To estimate this resolution, simply calculate the depth reached during a round-trip time corresponding to the pulse duration, that is $2d={\rm c} (1/f)$. This yields a depth $d$ of c/2$f$. Sonographs used by submarines or ships operate at frequencies around 10,000 Hz. Since the speed of sound in water is approximately 1000 m/s, these sonographs resolve as small as 0.1 m. This kind of resolution is adequate for navigation around underwater obstacles. In medical sonography, often used to examine fetal development, it is necessary to resolve much smaller details. Here the resolution must fall below 1 mm, demanding frequencies greater than 1 MHz!
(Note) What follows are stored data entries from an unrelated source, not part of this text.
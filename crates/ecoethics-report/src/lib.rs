// SPDX-License-Identifier: PMPL-1.0-or-later

//! # EcoEthics Report
//!
//! Turns a calculation result into things people can act on: everyday
//! equivalents, rule-based recommendations, scenario deltas, and the
//! JSON/CSV export formats.

pub mod compare;
pub mod comparisons;
pub mod error;
pub mod export;
pub mod format;
pub mod recommendations;

pub use compare::{percentage_change, MetricDelta, ScenarioComparison};
pub use comparisons::{generate_comparisons, Comparisons};
pub use error::{ReportError, Result};
pub use export::{export_csv, export_json, ExportFormat, ExportMetadata, ImpactReport};
pub use recommendations::{generate_recommendations, Category, Priority, Recommendation};
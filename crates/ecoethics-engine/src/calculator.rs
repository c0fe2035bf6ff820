// SPDX-License-Identifier: PMPL-1.0-or-later
//! Impact calculator.
//!
//! Every function here is a pure function of its arguments and the
//! reference tables. The coefficients are illustrative, not calibrated.

use crate::error::Result;
use crate::ethics::EthicalAssessment;
use crate::input::CalculationInput;
use crate::result::CalculationResult;
use ecoethics_metrics::{
    Carbon, Cost, Energy, Hardware, HardwareSpec, ModelType, PhaseImpact, Water,
};
use tracing::{debug, info};

/// Base training emissions per billion parameters, kg CO2e
pub const CO2_PER_BILLION_PARAMS: f64 = 2.0;
/// Inference emissions per 1000 tokens before size scaling, grams CO2e
pub const INFERENCE_CO2_PER_1K_TOKENS: f64 = 0.5;
/// Electricity price, USD per kWh
pub const ENERGY_COST_PER_KWH: f64 = 0.10;
/// Accelerator time per generated token
pub const SECONDS_PER_TOKEN: f64 = 0.001;

/// Training-phase emissions and energy.
///
/// The returned energy is *not* scaled by the model type's efficiency
/// multiplier; only the CO2 figure is.
pub fn training_carbon(
    params_b: f64,
    training_hours: f64,
    hardware: Hardware,
    pue: f64,
    carbon_intensity: f64,
    model_type: ModelType,
) -> (Carbon, Energy) {
    let base_co2 = params_b * CO2_PER_BILLION_PARAMS;

    let hw = hardware.spec();
    let model_efficiency = model_type.profile().efficiency_multiplier;

    let energy_kwh = (hw.tdp_watts * training_hours * pue) / 1000.0;
    // gCO2e/kWh -> kg
    let carbon_from_energy = (energy_kwh * carbon_intensity) / 1000.0;

    let total_co2 =
        Carbon::kilograms_co2e(base_co2 + carbon_from_energy) * hw.efficiency * model_efficiency;

    (total_co2, Energy::kilowatt_hours(energy_kwh))
}

/// Inference-phase emissions and energy.
///
/// Emissions come from a per-token coefficient scaled by model size, so the
/// grid intensity does not enter; it is accepted for symmetry with
/// [`training_carbon`].
pub fn inference_carbon(
    tokens_per_day: f64,
    days: f64,
    params_b: f64,
    hardware: Hardware,
    pue: f64,
    _carbon_intensity: f64,
    model_type: ModelType,
) -> (Carbon, Energy) {
    let size_factor = 1.0 + params_b / 100.0;
    let model_efficiency = model_type.profile().efficiency_multiplier;

    let co2_per_1k_tokens = INFERENCE_CO2_PER_1K_TOKENS * size_factor;
    let total_tokens = tokens_per_day * days;

    let grams = (total_tokens / 1000.0) * co2_per_1k_tokens;
    let carbon = Carbon::grams_co2e(grams) * model_efficiency;

    let compute_hours = (total_tokens * SECONDS_PER_TOKEN) / 3600.0;
    let energy =
        Energy::kilowatt_hours((hardware.spec().tdp_watts * compute_hours * pue) / 1000.0)
            * model_efficiency;

    (carbon, energy)
}

/// Cooling water for a phase, from that phase's energy
pub fn water_usage(energy: Energy, water_per_kwh: f64) -> Water {
    Water::liters(energy.0 * water_per_kwh)
}

/// Accelerator rental plus electricity cost for a phase
pub fn cost(energy: Energy, hardware: Hardware) -> Cost {
    cost_for_spec(energy, &hardware.spec())
}

/// [`cost`] against an explicit spec. Zero TDP yields zero compute hours.
pub fn cost_for_spec(energy: Energy, spec: &HardwareSpec) -> Cost {
    let tdp_kw = spec.tdp_watts / 1000.0;

    let compute_hours = if tdp_kw > 0.0 { energy.0 / tdp_kw } else { 0.0 };

    let compute_cost = compute_hours * spec.cost_per_hour;
    let energy_cost = energy.0 * ENERGY_COST_PER_KWH;

    Cost::usd(compute_cost + energy_cost)
}

/// Validate `input` and run the full pipeline: location, training,
/// inference, totals, ethical score.
pub fn calculate_all(input: &CalculationInput) -> Result<CalculationResult> {
    input.validate()?;

    let location = input.location.profile();
    debug!(
        location = %input.location,
        carbon_intensity = location.carbon_intensity,
        water_intensity = location.water_intensity,
        "Resolved location"
    );

    let (training_co2, training_energy) = training_carbon(
        input.params_billions,
        input.training_hours as f64,
        input.hardware,
        input.pue,
        location.carbon_intensity,
        input.model_type,
    );
    let training = PhaseImpact {
        co2_kg: training_co2,
        energy_kwh: training_energy,
        water_liters: water_usage(training_energy, location.water_intensity),
        cost_usd: cost(training_energy, input.hardware),
    };
    debug!(
        co2_kg = training.co2_kg.0,
        energy_kwh = training.energy_kwh.0,
        water_liters = training.water_liters.0,
        cost_usd = training.cost_usd.0,
        "Training phase"
    );

    debug!(total_tokens = input.total_tokens(), "Inference volume");
    let (inference_co2, inference_energy) = inference_carbon(
        input.tokens_per_day as f64,
        f64::from(input.inference_days),
        input.params_billions,
        input.hardware,
        input.pue,
        location.carbon_intensity,
        input.model_type,
    );
    let inference = PhaseImpact {
        co2_kg: inference_co2,
        energy_kwh: inference_energy,
        water_liters: water_usage(inference_energy, location.water_intensity),
        cost_usd: cost(inference_energy, input.hardware),
    };
    debug!(
        co2_kg = inference.co2_kg.0,
        energy_kwh = inference.energy_kwh.0,
        water_liters = inference.water_liters.0,
        cost_usd = inference.cost_usd.0,
        "Inference phase"
    );

    let ethical = EthicalAssessment::assess(input.params_billions, input.model_type);
    let result = CalculationResult::new(training, inference, ethical);
    debug!(
        co2_kg = result.total.co2_kg.0,
        energy_kwh = result.total.energy_kwh.0,
        "Aggregated totals"
    );
    debug!(score = result.ethical.score, "Ethical risk");

    info!(
        total_co2_kg = result.total.co2_kg.0,
        ethical_score = result.ethical.score,
        "Calculation complete"
    );
    Ok(result)
}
Lateral resolution refers to the ability to resolve two objects located side-by-side at the same depth. This type of resolution depends on the width of the ultrasound beam, because when the objects are separated by a distance smaller than the width of the beam that scans them, they cannot be distinguished. This concept is illustrated in Figure 6

Narrow ultrasound beams can be produced by small ultrasound transducers but, due to diffraction (see Topic 5), their widths tend to spread out rapidly as soon as they propagate away from the transducer. The divergence of the beam width follows Eqn.(12) of Topic 5, $\theta = 1.22\lambda/D$, where here $D$ is the diameter of the ultrasound transducer and λ is the wavelength of the wave in the medium (also equal to c/$f$). Therefore, for a frequency of 1 MHz, a propagation velocity of 1500 m/s, and a diameter of 1 mm, the divergence angle is about 1.8 radians. This implies that the radius of the beam increases by a 1.8 mm for every mm of penetration. Such a spread of waves makes it nearly impossible to resolve lateral detail, particularly for depths beyond a few mm. For neonatal applications, where the scanner must image to depths of 10 cm or so, a better approach is to adopt a wider transducer (~1 cm) in combination with a higher frequency ($\sim$5 MHz). This combination results in a much smaller divergence angle ($\sim$ 0.036 rad), that is in a beam for which the radius increases by only 0.036 cm for every cm of propagation.

10.14Tomography¶

The earliest form of medical imaging was probably the x-ray picture, which is still widely used today. When x-rays transmitted through the body are captured on x-ray-sensitive film, they reveal “shadows” cast by different tissues. A major drawback to this technique is the confounding patterns obtained when two or more tissues cast their shadow in the same place, particularly when one of them is a strongly-absorbing tissue such as bone. In such instances a clearer diagnosis could be obtained if one could isolate the image produced from a single depth (i.e. a cross-section) from all the others in the body.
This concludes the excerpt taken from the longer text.